Junior guard Norman Powell has steadily improved every part of his game since he arrived at UCLA, but his most dramatic jump this season has come on offense. Still the team’s best man-to-man defender, the San Diego native has bumped his 2-point shooting to 66.4 percent, up from 57.8 last season and 40.5 the year before that.
In conference games, the Bruins rank seventh inside the arc at 48.3 percent, a middling performance that stems at least in part from the roster’s dearth of dominant big men.
Arizona, first in the category, has three starters making more than 56 percent of their 2-point shots. The only UCLA player that clears that mark besides Powell is Tony Parker at 59.8 percent. David Wear and Travis Wear average 52.8 and 46.9 percent, respectively.
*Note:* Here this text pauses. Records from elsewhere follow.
//! CD-ROM hunks: sector data and subcode are compressed as two separate
//! streams and interleaved back into 2448-byte frames.

use crate::decompress::{decode_flac, Decompress, Inflate};
use crate::ecc;
use crate::error::Result;
use crate::utils::*;

pub const MAX_SECTOR_DATA: usize = 2352;
pub const MAX_SUBCODE_DATA: usize = 96;
pub const FRAME_SIZE: usize = MAX_SECTOR_DATA + MAX_SUBCODE_DATA;
pub const SYNC_NUM_BYTES: usize = 12;
pub const SYNC_HEADER: [u8; SYNC_NUM_BYTES] = [
    0x00, 0xff, 0xff, 0xff, 0xff, 0xff, 0xff, 0xff, 0xff, 0xff, 0xff, 0x00,
];

// buffer holds all frames' sector data, then all frames' subcode
fn reassemble(buffer: &[u8], dest: &mut [u8], frames: usize) {
    let subcode_start = frames * MAX_SECTOR_DATA;
    for (i, frame) in dest.chunks_exact_mut(FRAME_SIZE).take(frames).enumerate() {
        let data_offs = i * MAX_SECTOR_DATA;
        frame[..MAX_SECTOR_DATA].copy_from_slice(&buffer[data_offs..data_offs + MAX_SECTOR_DATA]);
        let subcode_offs = subcode_start + i * MAX_SUBCODE_DATA;
        frame[MAX_SECTOR_DATA..]
            .copy_from_slice(&buffer[subcode_offs..subcode_offs + MAX_SUBCODE_DATA]);
    }
}

/// `cdzl` and `cdlz`: an ECC bitmap and the sector stream length precede the
/// two streams. Frames flagged in the bitmap get their sync and ECC rebuilt.
pub struct CdCodec<B: Decompress, S: Decompress> {
    base: B,
    subcode: S,
    buffer: Vec<u8>,
}

impl<B: Decompress, S: Decompress> CdCodec<B, S> {
    pub fn new(base: B, subcode: S, hunkbytes: u32) -> Result<Self> {
        Ok(Self {
            base,
            subcode,
            buffer: alloc_buffer(hunkbytes as usize)?,
        })
    }
}

impl<B: Decompress, S: Decompress> Decompress for CdCodec<B, S> {
    fn decompress(&mut self, src: &[u8], dest: &mut [u8]) -> Result<()> {
        let frames = dest.len() / FRAME_SIZE;
        let ecc_bytes = (frames + 7) / 8;
        let complen_bytes = if dest.len() < 65536 { 2 } else { 3 };
        let compr_start = ecc_bytes + complen_bytes;
        if src.len() < compr_start {
            return Err(invalid_data_str("cd: header is truncated"));
        }
        let compr_len = match complen_bytes {
            2 => read_be16(&src[ecc_bytes..compr_start]) as usize,
            _ => read_be24(&src[ecc_bytes..compr_start]) as usize,
        };
        let compr_end = compr_start + compr_len;
        if compr_end > src.len() {
            return Err(invalid_data(format!(
                "cd: sector data of {} bytes exceeds hunk of {}",
                compr_len,
                src.len()
            )));
        }

        let subcode_start = frames * MAX_SECTOR_DATA;
        let subcode_end = subcode_start + frames * MAX_SUBCODE_DATA;
        resize_buffer(&mut self.buffer, subcode_end)?;
        self.base
            .decompress(&src[compr_start..compr_end], &mut self.buffer[..subcode_start])?;
        self.subcode
            .decompress(&src[compr_end..], &mut self.buffer[subcode_start..subcode_end])?;

        reassemble(&self.buffer, dest, frames);
        for (i, frame) in dest.chunks_exact_mut(FRAME_SIZE).take(frames).enumerate() {
            if src[i / 8] & (1 << (i % 8)) != 0 {
                let sector = &mut frame[..MAX_SECTOR_DATA];
                sector[..SYNC_NUM_BYTES].copy_from_slice(&SYNC_HEADER);
                ecc::generate(sector);
            }
        }
        Ok(())
    }
}

/// `cdfl`: sector data as stereo 16-bit big-endian FLAC, followed directly by
/// the deflated subcode.
pub struct CdFlac {
    subcode: Inflate,
    buffer: Vec<u8>,
}

impl CdFlac {
    pub fn new(hunkbytes: u32) -> Result<Self> {
        Ok(Self {
            subcode: Inflate::new(),
            buffer: alloc_buffer(hunkbytes as usize)?,
        })
    }
}

impl Decompress for CdFlac {
    fn decompress(&mut self, src: &[u8], dest: &mut [u8]) -> Result<()> {
        let frames = dest.len() / FRAME_SIZE;
        let subcode_start = frames * MAX_SECTOR_DATA;
        let subcode_end = subcode_start + frames * MAX_SUBCODE_DATA;
        resize_buffer(&mut self.buffer, subcode_end)?;

        let consumed = decode_flac(src, 2, &mut self.buffer[..subcode_start], write_be16)?;
        self.subcode
            .decompress(&src[consumed..], &mut self.buffer[subcode_start..subcode_end])?;
        reassemble(&self.buffer, dest, frames);
        Ok(())
    }
}
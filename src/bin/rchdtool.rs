extern crate chd_verify;

use std::ffi::OsString;
use std::fs::File;
use std::io;
use std::io::Write;
use std::process;

use chd_verify::{Chd, Error};

fn check(path: &OsString, out: &mut impl Write) -> Result<(), Error> {
    let file = File::open(path)?;
    let mut chd = Chd::open(file)?;
    chd.write_summary(out)?;
    chd.dump_metadata(out)?;
    chd.verify()
}

fn main() -> io::Result<()> {
    let paths: Vec<OsString> = std::env::args_os().skip(1).collect();
    if paths.is_empty() {
        eprintln!("Usage: rchdtool <chd-file>...");
        process::exit(2);
    }

    let stdout = io::stdout();
    let mut out = stdout.lock();
    let mut failed = 0;
    for path in &paths {
        writeln!(out, "Input file: {:?}", path)?;
        match check(path, &mut out) {
            Ok(()) => writeln!(out, "Verify: OK")?,
            Err(e) => {
                failed += 1;
                match e.hunk() {
                    Some(hunk) => writeln!(out, "Verify: FAILED ({}) at hunk {}", e.kind(), hunk)?,
                    None => writeln!(out, "Verify: FAILED ({})", e.kind())?,
                }
                writeln!(out, "  {}", e)?;
            }
        }
        writeln!(out)?;
    }
    if failed > 0 {
        out.flush()?;
        process::exit(1);
    }
    Ok(())
}
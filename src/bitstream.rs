//! MSB-first bit reader over a borrowed byte slice.
//!
//! Reads past the end of the slice are padded with zero bits and recorded, so
//! decoders can run a whole pass and check [`BitReader::overflow`] once at the
//! end instead of on every symbol.

pub struct BitReader<'a> {
    buffer: u64,    // bits are consumed from the top
    bits: u32,      // number of valid bits in buffer
    data: &'a [u8], // backing data
    doffset: usize, // next byte to load into the buffer
}

impl<'a> BitReader<'a> {
    pub fn new(data: &'a [u8]) -> Self {
        Self {
            buffer: 0,
            bits: 0,
            data,
            doffset: 0,
        }
    }

    /// Fetches `numbits` (at most 32) without consuming them.
    pub fn peek(&mut self, numbits: u32) -> u32 {
        debug_assert!(numbits <= 32);
        if numbits == 0 {
            return 0;
        }

        // fetch data if we need more
        if numbits > self.bits {
            while self.bits <= 56 {
                if let Some(byte) = self.data.get(self.doffset) {
                    self.buffer |= (*byte as u64) << (56 - self.bits);
                }
                self.doffset += 1;
                self.bits += 8;
            }
        }

        (self.buffer >> (64 - numbits)) as u32
    }

    /// Consumes `numbits` bits previously made available by `peek`.
    pub fn remove(&mut self, numbits: u32) {
        self.buffer = self.buffer.checked_shl(numbits).unwrap_or(0);
        self.bits = self.bits.saturating_sub(numbits);
    }

    pub fn read(&mut self, numbits: u32) -> u32 {
        let result = self.peek(numbits);
        self.remove(numbits);
        result
    }

    /// True once the reader has consumed bits beyond the end of the data.
    pub fn overflow(&self) -> bool {
        self.doffset - (self.bits / 8) as usize > self.data.len()
    }

    /// Drops the partially consumed byte and rewinds the buffered whole bytes.
    /// Returns the number of bytes consumed from the start of the data.
    pub fn flush(&mut self) -> usize {
        while self.bits >= 8 {
            self.doffset -= 1;
            self.bits -= 8;
        }
        self.bits = 0;
        self.buffer = 0;
        self.doffset
    }
}
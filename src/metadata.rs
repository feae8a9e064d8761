use crate::error::Result;
use crate::tags::*;
use crate::utils::*;
use crate::R;
use log::debug;
use sha1::Sha1;
use std::collections::HashSet;
use std::io;
use std::io::Write;

pub const METADATA_HEADER_SIZE: usize = 16;
pub const METADATA_FLAG_CHECKSUM: u8 = 0x01;
const METADATA_LENGTH_MASK: u32 = 0x00ff_ffff;

/// One record of the metadata chain.
#[derive(Clone, Debug, PartialEq, Eq)]
pub struct Metadata {
    pub offset: u64,
    pub tag: u32,
    pub flags: u8,
    pub next: u64,
    pub data: Vec<u8>,
}

impl Metadata {
    pub fn is_checksummed(&self) -> bool {
        self.flags & METADATA_FLAG_CHECKSUM != 0
    }

    /// Tag followed by the SHA1 of the payload.
    pub fn hash(&self) -> [u8; 24] {
        let mut hash = [0u8; 24];
        hash[0..4].copy_from_slice(&self.tag.to_be_bytes());
        hash[4..24].copy_from_slice(&Sha1::from(&self.data).digest().bytes());
        hash
    }

    /// Payload as text, with a trailing NUL dropped and other control bytes
    /// replaced.
    pub fn text(&self) -> String {
        let data = match self.data.split_last() {
            Some((&0, rest)) => rest,
            _ => &self.data[..],
        };
        data.iter()
            .map(|&b| match b {
                b' '..=b'~' => b as char,
                _ => '.',
            })
            .collect()
    }
}

/// Walks the chain starting at `offset`. Offset 0 ends the chain.
pub fn read_chain<T: R>(io: &mut T, mut offset: u64, filesize: u64) -> Result<Vec<Metadata>> {
    let mut entries = Vec::new();
    let mut visited = HashSet::new();
    while offset != 0 {
        if !visited.insert(offset) {
            return Err(invalid_data(format!(
                "metadata: chain loops back to offset {}",
                offset
            )));
        }
        let data_start = offset.saturating_add(METADATA_HEADER_SIZE as u64);
        if data_start > filesize {
            return Err(invalid_data(format!(
                "metadata: record at offset {} is past the end of file",
                offset
            )));
        }

        let mut raw = [0u8; METADATA_HEADER_SIZE];
        io.read_at(offset, &mut raw)?;
        let tag = read_be32(&raw[0..4]);
        let length = read_be32(&raw[4..8]);
        let flags = (length >> 24) as u8;
        let length = length & METADATA_LENGTH_MASK;
        let next = read_be64(&raw[8..16]);
        if data_start + length as u64 > filesize {
            return Err(invalid_data(format!(
                "metadata: {} record of {} bytes at offset {} exceeds file size",
                tag_chars(tag),
                length,
                offset
            )));
        }

        let mut data = alloc_buffer(length as usize)?;
        io.read_at(data_start, &mut data)?;
        entries.push(Metadata {
            offset,
            tag,
            flags,
            next,
            data,
        });
        offset = next;
    }
    debug!("metadata: {} records", entries.len());
    Ok(entries)
}

/// SHA1 over the raw data digest and the sorted hashes of checksummed
/// records. Record order on disk does not matter.
pub fn combined_sha1(rawsha1: &[u8; 20], entries: &[Metadata]) -> [u8; 20] {
    let mut hashes: Vec<[u8; 24]> = entries
        .iter()
        .filter(|m| m.is_checksummed())
        .map(Metadata::hash)
        .collect();
    hashes.sort_unstable();

    let mut sha1 = Sha1::new();
    sha1.update(rawsha1);
    for hash in &hashes {
        sha1.update(hash);
    }
    sha1.digest().bytes()
}

pub fn write_metadata<W: Write>(to: &mut W, entries: &[Metadata]) -> io::Result<()> {
    for m in entries {
        write!(to, "Metadata: {}", tag_string(m.tag))?;
        match m.tag {
            METADATA_TAG_HARD_DISK | METADATA_TAG_CDROM_TRACK | METADATA_TAG_AV => {
                writeln!(to, " length {} flags {:02x}", m.data.len(), m.flags)?;
                writeln!(to, "          {}", m.text())?;
            }
            _ => writeln!(to, " length {} flags {:02x}", m.data.len(), m.flags)?,
        }
    }
    Ok(())
}
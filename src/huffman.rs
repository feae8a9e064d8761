//! Canonical Huffman decoding as used by CHD.
//!
//! Code lengths are the only thing stored in a stream. Codes are rebuilt from
//! them the way the CHD writer assigns them: the longest codes start at zero
//! and every shorter length starts at half of where the previous one ended.
//! Decoding is a single lookup into a table indexed by the next `maxbits`
//! bits.

use crate::bitstream::BitReader;
use crate::error::Result;
use crate::utils::*;

// lookup entries are (symbol << 5) | length; 0 marks a hole in the table
const LOOKUP_LENGTH_BITS: u32 = 5;
const LOOKUP_LENGTH_MASK: u32 = (1 << LOOKUP_LENGTH_BITS) - 1;

// the small tree that encodes code lengths in import_tree_huffman
const SMALL_NUMCODES: u32 = 24;
const SMALL_MAXBITS: u32 = 6;

pub struct Huffman {
    numcodes: u32,
    maxbits: u32,
    lengths: Vec<u8>,
    codes: Vec<u32>,
    lookup: Vec<u32>,
}

impl Huffman {
    pub fn new(numcodes: u32, maxbits: u32) -> Self {
        assert!(maxbits > 0 && maxbits < LOOKUP_LENGTH_MASK);
        Self {
            numcodes,
            maxbits,
            lengths: vec![0; numcodes as usize],
            codes: vec![0; numcodes as usize],
            lookup: vec![0; 1 << maxbits],
        }
    }

    /// Imports code lengths stored as fixed-width fields, where the value 1
    /// escapes either a literal 1 or a run of a repeated length.
    pub fn import_tree_rle(&mut self, bitbuf: &mut BitReader) -> Result<()> {
        let numbits = if self.maxbits >= 16 {
            5
        } else if self.maxbits >= 8 {
            4
        } else {
            3
        };

        let numcodes = self.numcodes as usize;
        let mut curnode = 0;
        while curnode < numcodes {
            let nodebits = bitbuf.read(numbits);
            if nodebits != 1 {
                self.lengths[curnode] = nodebits as u8;
                curnode += 1;
                continue;
            }
            let nodebits = bitbuf.read(numbits);
            if nodebits == 1 {
                self.lengths[curnode] = 1;
                curnode += 1;
                continue;
            }
            let repcount = bitbuf.read(numbits) as usize + 3;
            if curnode + repcount > numcodes {
                return Err(invalid_data_str("huffman: length run past the last code"));
            }
            for length in &mut self.lengths[curnode..curnode + repcount] {
                *length = nodebits as u8;
            }
            curnode += repcount;
        }

        self.build()?;
        if bitbuf.overflow() {
            return Err(invalid_data_str("huffman: tree is truncated"));
        }
        Ok(())
    }

    /// Imports code lengths that are themselves Huffman coded with a small
    /// 24-symbol tree. Small symbol 0 repeats the previous length.
    pub fn import_tree_huffman(&mut self, bitbuf: &mut BitReader) -> Result<()> {
        let mut small = Huffman::new(SMALL_NUMCODES, SMALL_MAXBITS);
        small.lengths[0] = bitbuf.read(3) as u8;
        let start = bitbuf.read(3) as usize + 1;
        let mut count = 0;
        for index in 1..SMALL_NUMCODES as usize {
            if index < start || count == 7 {
                small.lengths[index] = 0;
            } else {
                count = bitbuf.read(3);
                small.lengths[index] = if count == 7 { 0 } else { count as u8 };
            }
        }
        small.build()?;

        // width of the extended run count
        let mut temp = self.numcodes.saturating_sub(9);
        let mut rlefullbits = 0;
        while temp != 0 {
            temp >>= 1;
            rlefullbits += 1;
        }

        let numcodes = self.numcodes as usize;
        let mut last = 0u8;
        let mut curcode = 0;
        while curcode < numcodes {
            let value = small.decode_one(bitbuf)?;
            if value != 0 {
                last = (value - 1) as u8;
                self.lengths[curcode] = last;
                curcode += 1;
                continue;
            }
            let mut count = bitbuf.read(3) as usize + 2;
            if count == 7 + 2 {
                count += bitbuf.read(rlefullbits) as usize;
            }
            let end = (curcode + count).min(numcodes);
            for length in &mut self.lengths[curcode..end] {
                *length = last;
            }
            curcode = end;
        }

        self.build()?;
        if bitbuf.overflow() {
            return Err(invalid_data_str("huffman: tree is truncated"));
        }
        Ok(())
    }

    /// Decodes one symbol, consuming exactly the bits of its code.
    pub fn decode_one(&self, bitbuf: &mut BitReader) -> Result<u32> {
        let bits = bitbuf.peek(self.maxbits);
        let lookup = self.lookup[bits as usize];
        if lookup == 0 {
            return Err(invalid_data_str("huffman: no code matches the input"));
        }
        bitbuf.remove(lookup & LOOKUP_LENGTH_MASK);
        Ok(lookup >> LOOKUP_LENGTH_BITS)
    }

    fn build(&mut self) -> Result<()> {
        self.assign_canonical_codes()?;
        self.build_lookup_table();
        Ok(())
    }

    fn assign_canonical_codes(&mut self) -> Result<()> {
        let mut bithisto = [0u32; 33];
        for &length in &self.lengths {
            if length as u32 > self.maxbits {
                return Err(invalid_data(format!(
                    "huffman: code length {} exceeds {} bits",
                    length, self.maxbits
                )));
            }
            bithisto[length as usize] += 1;
        }

        // starting code for each length, longest codes first
        let mut curstart = 0u32;
        for codelen in (1..=32).rev() {
            let total = curstart + bithisto[codelen];
            let nextstart = total >> 1;
            if (codelen != 1 && nextstart * 2 != total) || (codelen == 1 && total > 2) {
                return Err(invalid_data_str("huffman: inconsistent code lengths"));
            }
            bithisto[codelen] = curstart;
            curstart = nextstart;
        }

        for (code, &length) in self.codes.iter_mut().zip(self.lengths.iter()) {
            if length > 0 {
                *code = bithisto[length as usize];
                bithisto[length as usize] += 1;
            }
        }
        Ok(())
    }

    fn build_lookup_table(&mut self) {
        for entry in self.lookup.iter_mut() {
            *entry = 0;
        }
        for (symbol, (&code, &length)) in self.codes.iter().zip(self.lengths.iter()).enumerate() {
            if length == 0 {
                continue;
            }
            let value = (symbol as u32) << LOOKUP_LENGTH_BITS | length as u32;
            let shift = self.maxbits - length as u32;
            let start = (code << shift) as usize;
            let end = ((code + 1) << shift) as usize;
            for entry in &mut self.lookup[start..end] {
                *entry = value;
            }
        }
    }
}

/// Byte-wise delta decoder with run-length escapes, used for AVHuff video.
///
/// Symbols below 0x100 are deltas added to the previous output byte. Symbols
/// from 0x100 up repeat the previous output byte.
pub struct HuffmanRle {
    decoder: Huffman,
    rlecount: u32,
    prevdata: u8,
}

impl HuffmanRle {
    pub fn new(numcodes: u32, maxbits: u32) -> Self {
        Self {
            decoder: Huffman::new(numcodes, maxbits),
            rlecount: 0,
            prevdata: 0,
        }
    }

    pub fn import_tree_rle(&mut self, bitbuf: &mut BitReader) -> Result<()> {
        self.decoder.import_tree_rle(bitbuf)
    }

    pub fn reset(&mut self) {
        self.rlecount = 0;
        self.prevdata = 0;
    }

    pub fn flush_rle(&mut self) {
        self.rlecount = 0;
    }

    pub fn decode_one(&mut self, bitbuf: &mut BitReader) -> Result<u8> {
        if self.rlecount != 0 {
            self.rlecount -= 1;
            return Ok(self.prevdata);
        }

        let data = self.decoder.decode_one(bitbuf)?;
        if data < 0x100 {
            self.prevdata = self.prevdata.wrapping_add(data as u8);
        } else {
            // the escape itself yields the first repeated value
            self.rlecount = rle_count(data) - 1;
        }
        Ok(self.prevdata)
    }
}

fn rle_count(code: u32) -> u32 {
    match code {
        0 => 1,
        0x100..=0x107 => 8 + (code - 0x100),
        _ => 16 << (code - 0x108),
    }
}
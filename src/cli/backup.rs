// repo-backup: Directory-to-Git Backup Tool
//
// SPDX-FileCopyrightText: 2026 Romeo Ahmed
// SPDX-License-Identifier: GPL-3.0-or-later

//! CLI arguments for the `backup` and `check-ssh` commands.
//!
//! ```text
//! repo-backup backup --source ~/notes --remote git@github.com:me/notes.git
//! repo-backup backup --username me --secret $TOKEN --force-push never
//! repo-backup check-ssh --key ~/.ssh/id_ed25519 --host github.com
//! ```
//!
//! Every flag maps onto a config key and wins over config files and env.

use clap::Args;
use std::path::PathBuf;

use crate::config::types::ForcePolicy;

/// Arguments for the `backup` command.
#[derive(Debug, Clone, Default, Args)]
pub struct BackupArgs {
    /// Directory to back up.
    #[arg(long, value_name = "DIR")]
    pub source: Option<PathBuf>,

    /// Remote repository URL.
    #[arg(long, value_name = "URL")]
    pub remote: Option<String>,

    /// Branch to publish to.
    #[arg(short = 'b', long, value_name = "BRANCH")]
    pub branch: Option<String>,

    /// Private ssh key for key-based authentication.
    #[arg(short = 'k', long, value_name = "FILE", conflicts_with_all = ["username", "secret"])]
    pub key: Option<PathBuf>,

    /// Username for token-based authentication.
    #[arg(short = 'u', long, value_name = "USER", requires = "secret")]
    pub username: Option<String>,

    /// Token or password for token-based authentication.
    #[arg(long, value_name = "SECRET", requires = "username")]
    pub secret: Option<String>,

    /// Relative path of a nested repository to link as a submodule.
    #[arg(long, value_name = "REL")]
    pub submodule: Option<String>,

    /// Directory that holds the local mirror.
    #[arg(long = "repo-root", value_name = "DIR")]
    pub repo_root: Option<PathBuf>,

    /// Commit and push even if nothing changed.
    #[arg(short = 'f', long)]
    pub force: bool,

    /// What to do when a normal push fails (ask, always, never).
    #[arg(long = "force-push", value_name = "POLICY")]
    pub force_push: Option<ForcePolicy>,

    /// Test the ssh key before backing up and stop if it is rejected.
    #[arg(long = "verify-ssh")]
    pub verify_ssh: bool,

    /// Print the report as JSON instead of a summary line.
    #[arg(long)]
    pub json: bool,
}

impl BackupArgs {
    /// Converts the flags to configuration overrides.
    #[must_use]
    pub fn to_config_overrides(&self) -> Vec<String> {
        let mut overrides = Vec::new();

        if let Some(ref source) = self.source {
            overrides.push(format!("backup/source={}", source.display()));
        }
        if let Some(ref remote) = self.remote {
            overrides.push(format!("backup/remote_url={remote}"));
        }
        if let Some(ref branch) = self.branch {
            overrides.push(format!("backup/branch={branch}"));
        }
        if let Some(ref submodule) = self.submodule {
            overrides.push(format!("backup/submodule={submodule}"));
        }
        if let Some(ref root) = self.repo_root {
            overrides.push(format!("backup/repo_root={}", root.display()));
        }
        if self.force {
            overrides.push("backup/force=true".to_string());
        }
        if let Some(ref key) = self.key {
            overrides.push(format!("auth/key_path={}", key.display()));
        }
        if let Some(ref username) = self.username {
            overrides.push(format!("auth/username={username}"));
        }
        if let Some(ref secret) = self.secret {
            overrides.push(format!("auth/secret={secret}"));
        }
        if self.verify_ssh {
            overrides.push("auth/verify_ssh=true".to_string());
        }
        if let Some(policy) = self.force_push {
            overrides.push(format!("push/force_policy={policy}"));
        }

        overrides
    }
}

/// Arguments for the `check-ssh` command.
#[derive(Debug, Clone, Default, Args)]
pub struct CheckSshArgs {
    /// Private key to test (default: auth.key_path, then ~/.ssh/id_*).
    #[arg(short = 'k', long, value_name = "FILE")]
    pub key: Option<PathBuf>,

    /// Host to authenticate against (default: auth.ssh_host).
    #[arg(long, value_name = "HOST")]
    pub host: Option<String>,
}
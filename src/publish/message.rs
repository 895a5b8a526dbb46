// repo-backup: Directory-to-Git Backup Tool
//
// SPDX-FileCopyrightText: 2026 Romeo Ahmed
// SPDX-License-Identifier: GPL-3.0-or-later

//! Commit messages.

use chrono::{DateTime, Local};

use crate::sync::StatusCounts;

const TIMESTAMP_FORMAT: &str = "%Y-%m-%d %H:%M:%S";

/// Top-level backup commit message.
///
/// ```text
/// Backup: 2026-10-19 08:30:00
///
/// Files updated: 3
/// Files deleted: 1
/// ```
///
/// Categories with a zero count are left out.
#[must_use]
pub fn commit_message(counts: &StatusCounts, now: &DateTime<Local>) -> String {
    let mut message = format!("Backup: {}\n\n", now.format(TIMESTAMP_FORMAT));
    for (label, count) in [
        ("updated", counts.updated),
        ("deleted", counts.deleted),
        ("failed", counts.failed),
    ] {
        if count > 0 {
            message.push_str(&format!("Files {label}: {count}\n"));
        }
    }
    message
}

/// Message for commits made inside linked submodules.
#[must_use]
pub fn submodule_message(now: &DateTime<Local>) -> String {
    format!("Submodule update: {}", now.format(TIMESTAMP_FORMAT))
}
Powell scored 11 points on 5-of-8 shooting in Sunday’s 76-64 win against Cal, an unspectacular but crucial contribution across 30 minutes — the most he has played against a conference opponent.
Head coach Steve Alford talked about Powell’s “breakout year” after the win, pointing out his propensity for driving down the lane and drawing fouls.
That becomes more important in the context of the team as a whole. UCLA’s 37.7 percent free-throw rate ranks just 10th in the conference, and 245th in the country. Powell’s 36.8 percent isn’t exactly hauling that number up, but besides Kyle Anderson (50.0) and Jordan Adams (49.4), he is the best option for generating trips to the line.
(Note: Bryce Alford and Tony Parker rate higher at 47.3 and 41.1 percent, but don’t play more than 60 percent of the team’s minutes.)
Curiously, Powell’s 3-point shooting has dipped from 34.7 percent as a freshman down to 19.4 percent this season. That could still trend upward, but climbing back up to around 30.0 will be tough.
— Bryce Alford was a major part of UCLA’s final push to clinch the game, scoring 11 of his 13 points in the final 5:12.
“I thought he made some really crucial plays,” Steve Alford said. “For a freshman backup point guard, in that type of pressure game … that’s huge.”
Though Bryce still has trouble defending most opposing guards, he can certainly hit shots and is capable enough in his reserve role. His shot selection and ability to finish inside still need work: His 42.1 percent shooting on 2-pointers is the team’s worst mark by a wide margine. He badly missed an uncontested layup on Sunday, but Zach LaVine saved the play with a rebound and feed back to Alford.
LaVine was apparently feeling a bit ill, and scored just three points on 1-of-5 shooting.
— Tony Parker followed his career-high 22 points against Stanford with one of the worst stat lines of his career: one rebound, one assist, one missed shot, two turnovers and four fouls in seven minutes. It was the first time Parker played fewer than 10 minutes since Steve Alford arrived, but the sophomore forward did himself in with early fouls.
Alford said he may have been partially responsible by not preparing Parker adequately.
Parker looks like he could eventually become a 12-and-7 guy, but will need another season or two before he gets there.
— Circle Feb. 19 on the calendar. UCLA’s rematch with Cal could be crucial to the Pac-12 standings. The two teams are tied at 5-2 for second place, and could conceivably add just one more loss before they meet again. (Cal has lost two in a row, but can get back on track with a road split in Arizona; UCLA could win its next five if it gets past Oregon.)
The main difference will be Jabari Bird, who will almost certainly be in better shape by late February. The five-star recruits missed four games due to an ankle injury, and hasn’t played more than 18 minutes since early December. He scored 12 of Cal’s 17 points during a torrid stretch that put the Bears within three, but wore down after that.
“It was a boost to my confidence but I didn’t have the energy,” he said. “If I hadn’t missed the three weeks due to injury and we had gone on that same run, I think we could have pushed through and caught them.”